Search the records below for the word "DateTime" and show every line where it occurs.

**Data to process:**
== Segment start ==
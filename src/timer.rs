//! Timer state machine with wall-clock drift compensation.
//!
//! Remaining time is never decremented per trigger. Every recomputation
//! derives it from the anchor instant recorded when the current running
//! period began, so late, coalesced, or missing triggers cannot skew it.

use chrono::{DateTime, Utc};

use crate::models::{resolve_duration, TaskId, TimerConfiguration, TimerMode, TimerStatus};

/// Result of a [`TimerState::tick`].
#[derive(Debug, Clone, Copy, PartialEq, Eq)]
pub enum TickOutcome {
    /// Timer was not running; nothing changed.
    Inactive,
    /// Timer is still counting down.
    Counting { remaining_secs: u32 },
    /// This tick observed zero and moved the timer to Idle.
    Finished,
}

/// Live runtime state of the countdown.
#[derive(Debug, Clone, PartialEq)]
pub struct TimerState {
    status: TimerStatus,
    mode: TimerMode,
    remaining_secs: u32,
    anchor: Option<DateTime<Utc>>,
    total_secs: u32,
    pomodoros_in_cycle: u32,
    assigned_task_id: Option<TaskId>,
}

impl TimerState {
    /// Idle, in Work mode, with the full work duration loaded.
    pub fn new(config: &TimerConfiguration) -> Self {
        let total_secs = resolve_duration(TimerMode::Work, config);
        Self {
            status: TimerStatus::Idle,
            mode: TimerMode::Work,
            remaining_secs: total_secs,
            anchor: None,
            total_secs,
            pomodoros_in_cycle: 0,
            assigned_task_id: None,
        }
    }

    pub fn status(&self) -> TimerStatus {
        self.status
    }

    pub fn mode(&self) -> TimerMode {
        self.mode
    }

    pub fn remaining_secs(&self) -> u32 {
        self.remaining_secs
    }

    pub fn total_secs(&self) -> u32 {
        self.total_secs
    }

    pub fn anchor(&self) -> Option<DateTime<Utc>> {
        self.anchor
    }

    pub fn pomodoros_in_cycle(&self) -> u32 {
        self.pomodoros_in_cycle
    }

    pub fn assigned_task_id(&self) -> Option<TaskId> {
        self.assigned_task_id
    }

    pub fn is_running(&self) -> bool {
        self.status == TimerStatus::Running
    }

    pub fn is_idle(&self) -> bool {
        self.status == TimerStatus::Idle
    }

    /// Begins or resumes counting. The remaining time becomes the total of
    /// the new running period so a resumed timer keeps its partial progress.
    pub fn start(&mut self, now: DateTime<Utc>) {
        if self.is_running() || self.remaining_secs == 0 {
            return;
        }
        self.status = TimerStatus::Running;
        self.anchor = Some(now);
        self.total_secs = self.remaining_secs;
    }

    pub fn pause(&mut self, now: DateTime<Utc>) {
        if !self.is_running() {
            return;
        }
        self.remaining_secs = self.compute_remaining(now);
        self.status = TimerStatus::Paused;
        self.anchor = None;
    }

    /// Discards any progress and reloads the full duration of the current mode.
    pub fn reset(&mut self, config: &TimerConfiguration) {
        self.load_mode(self.mode, config);
    }

    /// Recomputes the remaining time from the anchor. When zero is reached
    /// the timer drops to Idle and the caller is told via [`TickOutcome::Finished`].
    pub fn tick(&mut self, now: DateTime<Utc>) -> TickOutcome {
        if !self.is_running() {
            return TickOutcome::Inactive;
        }
        self.remaining_secs = self.compute_remaining(now);
        if self.remaining_secs == 0 {
            self.status = TimerStatus::Idle;
            self.anchor = None;
            TickOutcome::Finished
        } else {
            TickOutcome::Counting {
                remaining_secs: self.remaining_secs,
            }
        }
    }

    /// Same recomputation as [`tick`](Self::tick) without the zero-reached
    /// transition. Returns the remaining seconds.
    pub fn sync(&mut self, now: DateTime<Utc>) -> u32 {
        if self.is_running() {
            self.remaining_secs = self.compute_remaining(now);
        }
        self.remaining_secs
    }

    /// Switches to `mode` and loads its full duration, leaving the timer Idle.
    pub fn set_mode(&mut self, mode: TimerMode, config: &TimerConfiguration) {
        self.load_mode(mode, config);
    }

    pub fn assign_task(&mut self, task_id: Option<TaskId>) {
        self.assigned_task_id = task_id;
    }

    /// Counts one more finished work interval in the current cycle.
    pub fn advance_cycle(&mut self) {
        self.pomodoros_in_cycle += 1;
    }

    pub fn reset_cycle(&mut self) {
        self.pomodoros_in_cycle = 0;
    }

    /// True when the cycle count has just hit a multiple of `interval`.
    pub fn is_long_break_due(&self, interval: u32) -> bool {
        interval > 0 && self.pomodoros_in_cycle > 0 && self.pomodoros_in_cycle % interval == 0
    }

    /// Seconds elapsed since the anchor, floored. A clock that stepped
    /// backwards counts as no time passed.
    pub fn elapsed_secs(&self, now: DateTime<Utc>) -> u32 {
        match self.anchor {
            Some(anchor) => {
                let secs = (now - anchor).num_seconds().max(0);
                u32::try_from(secs).unwrap_or(u32::MAX)
            }
            None => 0,
        }
    }

    fn compute_remaining(&self, now: DateTime<Utc>) -> u32 {
        self.total_secs.saturating_sub(self.elapsed_secs(now))
    }

    fn load_mode(&mut self, mode: TimerMode, config: &TimerConfiguration) {
        let total_secs = resolve_duration(mode, config);
        self.status = TimerStatus::Idle;
        self.mode = mode;
        self.anchor = None;
        self.total_secs = total_secs;
        self.remaining_secs = total_secs;
    }
}

/// Formats time in MM:SS format.
pub fn format_time(secs: u32) -> String {
    format!("{:02}:{:02}", secs / 60, secs % 60)
}

/// One-line status shown after every state change.
pub fn format_status_line(state: &TimerState) -> String {
    let icon = match (state.status(), state.mode()) {
        (TimerStatus::Paused, _) => "⏸",
        (_, TimerMode::Work) => "🍅",
        (_, TimerMode::ShortBreak | TimerMode::LongBreak) => "☕",
    };
    let status = match state.status() {
        TimerStatus::Idle => "ready",
        TimerStatus::Running => "running",
        TimerStatus::Paused => "paused",
    };
    format!(
        "{} {} {} ({})",
        icon,
        state.mode(),
        format_time(state.remaining_secs()),
        status
    )
}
== Segment end ==
**Your solution:**
use chrono::{DateTime, Utc};
    anchor: Option<DateTime<Utc>>,
    pub fn anchor(&self) -> Option<DateTime<Utc>> {
    pub fn start(&mut self, now: DateTime<Utc>) {
    pub fn pause(&mut self, now: DateTime<Utc>) {
    pub fn tick(&mut self, now: DateTime<Utc>) -> TickOutcome {
    pub fn sync(&mut self, now: DateTime<Utc>) -> u32 {
    pub fn elapsed_secs(&self, now: DateTime<Utc>) -> u32 {
    fn compute_remaining(&self, now: DateTime<Utc>) -> u32 {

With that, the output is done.